Once you have read the data below, please repeat all of it exactly.

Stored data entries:

>>>>

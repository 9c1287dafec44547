//! User coordinate frames for marker placement.
//!
//! Internally the map is centred on `(0, 0)` with +x to the right and +y
//! down. Hosts usually describe markers in their own frame, for example a
//! robot map whose origin is the bottom-left corner with +y pointing up.

use crate::core::geo::Point;
use crate::{MapError, Result};
use serde::{Deserialize, Serialize};
use std::str::FromStr;

#[derive(Debug, Clone, Copy, PartialEq, Eq, Serialize, Deserialize)]
#[serde(rename_all = "kebab-case")]
pub enum Origin {
    TopLeft,
    Top,
    TopRight,
    Left,
    Center,
    Right,
    BottomLeft,
    Bottom,
    BottomRight,
}

impl Origin {
    /// Origin position in internal coordinates for a map of `size`
    pub fn locate(self, size: Point) -> Point {
        let (w, h) = (size.x / 2.0, size.y / 2.0);
        let (col, row) = match self {
            Origin::TopLeft => (-1.0, -1.0),
            Origin::Top => (0.0, -1.0),
            Origin::TopRight => (1.0, -1.0),
            Origin::Left => (-1.0, 0.0),
            Origin::Center => (0.0, 0.0),
            Origin::Right => (1.0, 0.0),
            Origin::BottomLeft => (-1.0, 1.0),
            Origin::Bottom => (0.0, 1.0),
            Origin::BottomRight => (1.0, 1.0),
        };
        Point::new(col * w, row * h)
    }
}

impl FromStr for Origin {
    type Err = MapError;

    fn from_str(s: &str) -> Result<Self> {
        Ok(match s {
            "top-left" => Origin::TopLeft,
            "top" => Origin::Top,
            "top-right" => Origin::TopRight,
            "left" => Origin::Left,
            "center" => Origin::Center,
            "right" => Origin::Right,
            "bottom-left" => Origin::BottomLeft,
            "bottom" => Origin::Bottom,
            "bottom-right" => Origin::BottomRight,
            other => return Err(MapError::InvalidArgument(other.to_string())),
        })
    }
}

/// Direction of the user's +x axis on screen
#[derive(Debug, Clone, Copy, PartialEq, Eq, Serialize, Deserialize)]
#[serde(rename_all = "lowercase")]
pub enum XAxis {
    Left,
    Right,
}

impl FromStr for XAxis {
    type Err = MapError;

    fn from_str(s: &str) -> Result<Self> {
        match s {
            "left" => Ok(XAxis::Left),
            "right" => Ok(XAxis::Right),
            other => Err(MapError::InvalidArgument(other.to_string())),
        }
    }
}

/// Direction of the user's +y axis on screen
#[derive(Debug, Clone, Copy, PartialEq, Eq, Serialize, Deserialize)]
#[serde(rename_all = "lowercase")]
pub enum YAxis {
    Top,
    Bottom,
}

impl FromStr for YAxis {
    type Err = MapError;

    fn from_str(s: &str) -> Result<Self> {
        match s {
            "top" => Ok(YAxis::Top),
            "bottom" => Ok(YAxis::Bottom),
            other => Err(MapError::InvalidArgument(other.to_string())),
        }
    }
}

#[derive(Debug, Clone, Copy, PartialEq)]
pub struct UserFrame {
    origin: Point,
    sign: Point,
}

impl UserFrame {
    pub fn new(map_size: Point, origin: Origin, x_axis: XAxis, y_axis: YAxis) -> Self {
        let sign = Point::new(
            match x_axis {
                XAxis::Left => -1.0,
                XAxis::Right => 1.0,
            },
            match y_axis {
                YAxis::Top => -1.0,
                YAxis::Bottom => 1.0,
            },
        );
        Self {
            origin: origin.locate(map_size),
            sign,
        }
    }

    /// Builds a frame from the string names used in host configuration
    pub fn parse(map_size: Point, origin: &str, x_axis: &str, y_axis: &str) -> Result<Self> {
        Ok(Self::new(
            map_size,
            origin.parse()?,
            x_axis.parse()?,
            y_axis.parse()?,
        ))
    }

    pub fn to_internal(&self, user: &Point) -> Point {
        Point::new(user.x * self.sign.x, user.y * self.sign.y).add(&self.origin)
    }

    pub fn to_user(&self, internal: &Point) -> Point {
        let rel = internal.subtract(&self.origin);
        Point::new(rel.x * self.sign.x, rel.y * self.sign.y)
    }
}

impl Default for UserFrame {
    /// Centred frame with the math convention: +x right, +y up
    fn default() -> Self {
        Self::new(Point::zero(), Origin::Center, XAxis::Right, YAxis::Top)
    }
}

<<<<

--- Solution ---
repository 9c1287dafec44547
//! User coordinate frames for marker placement.
//!
//! Internally the map is centred on `(0, 0)` with +x to the right and +y
//! down. Hosts usually describe markers in their own frame, for example a
//! robot map whose origin is the bottom-left corner with +y pointing up.

use crate::core::geo::Point;
use crate::{MapError, Result};
use serde::{Deserialize, Serialize};
use std::str::FromStr;

#[derive(Debug, Clone, Copy, PartialEq, Eq, Serialize, Deserialize)]
#[serde(rename_all = "kebab-case")]
pub enum Origin {
    TopLeft,
    Top,
    TopRight,
    Left,
    Center,
    Right,
    BottomLeft,
    Bottom,
    BottomRight,
}

impl Origin {
    /// Origin position in internal coordinates for a map of `size`
    pub fn locate(self, size: Point) -> Point {
        let (w, h) = (size.x / 2.0, size.y / 2.0);
        let (col, row) = match self {
            Origin::TopLeft => (-1.0, -1.0),
            Origin::Top => (0.0, -1.0),
            Origin::TopRight => (1.0, -1.0),
            Origin::Left => (-1.0, 0.0),
            Origin::Center => (0.0, 0.0),
            Origin::Right => (1.0, 0.0),
            Origin::BottomLeft => (-1.0, 1.0),
            Origin::Bottom => (0.0, 1.0),
            Origin::BottomRight => (1.0, 1.0),
        };
        Point::new(col * w, row * h)
    }
}

impl FromStr for Origin {
    type Err = MapError;

    fn from_str(s: &str) -> Result<Self> {
        Ok(match s {
            "top-left" => Origin::TopLeft,
            "top" => Origin::Top,
            "top-right" => Origin::TopRight,
            "left" => Origin::Left,
            "center" => Origin::Center,
            "right" => Origin::Right,
            "bottom-left" => Origin::BottomLeft,
            "bottom" => Origin::Bottom,
            "bottom-right" => Origin::BottomRight,
            other => return Err(MapError::InvalidArgument(other.to_string())),
        })
    }
}

/// Direction of the user's +x axis on screen
#[derive(Debug, Clone, Copy, PartialEq, Eq, Serialize, Deserialize)]
#[serde(rename_all = "lowercase")]
pub enum XAxis {
    Left,
    Right,
}

impl FromStr for XAxis {
    type Err = MapError;

    fn from_str(s: &str) -> Result<Self> {
        match s {
            "left" => Ok(XAxis::Left),
            "right" => Ok(XAxis::Right),
            other => Err(MapError::InvalidArgument(other.to_string())),
        }
    }
}

/// Direction of the user's +y axis on screen
#[derive(Debug, Clone, Copy, PartialEq, Eq, Serialize, Deserialize)]
#[serde(rename_all = "lowercase")]
pub enum YAxis {
    Top,
    Bottom,
}

impl FromStr for YAxis {
    type Err = MapError;

    fn from_str(s: &str) -> Result<Self> {
        match s {
            "top" => Ok(YAxis::Top),
            "bottom" => Ok(YAxis::Bottom),
            other => Err(MapError::InvalidArgument(other.to_string())),
        }
    }
}

#[derive(Debug, Clone, Copy, PartialEq)]
pub struct UserFrame {
    origin: Point,
    sign: Point,
}

impl UserFrame {
    pub fn new(map_size: Point, origin: Origin, x_axis: XAxis, y_axis: YAxis) -> Self {
        let sign = Point::new(
            match x_axis {
                XAxis::Left => -1.0,
                XAxis::Right => 1.0,
            },
            match y_axis {
                YAxis::Top => -1.0,
                YAxis::Bottom => 1.0,
            },
        );
        Self {
            origin: origin.locate(map_size),
            sign,
        }
    }

    /// Builds a frame from the string names used in host configuration
    pub fn parse(map_size: Point, origin: &str, x_axis: &str, y_axis: &str) -> Result<Self> {
        Ok(Self::new(
            map_size,
            origin.parse()?,
            x_axis.parse()?,
            y_axis.parse()?,
        ))
    }

    pub fn to_internal(&self, user: &Point) -> Point {
        Point::new(user.x * self.sign.x, user.y * self.sign.y).add(&self.origin)
    }

    pub fn to_user(&self, internal: &Point) -> Point {
        let rel = internal.subtract(&self.origin);
        Point::new(rel.x * self.sign.x, rel.y * self.sign.y)
    }
}

impl Default for UserFrame {
    /// Centred frame with the math convention: +x right, +y up
    fn default() -> Self {
        Self::new(Point::zero(), Origin::Center, XAxis::Right, YAxis::Top)
    }
}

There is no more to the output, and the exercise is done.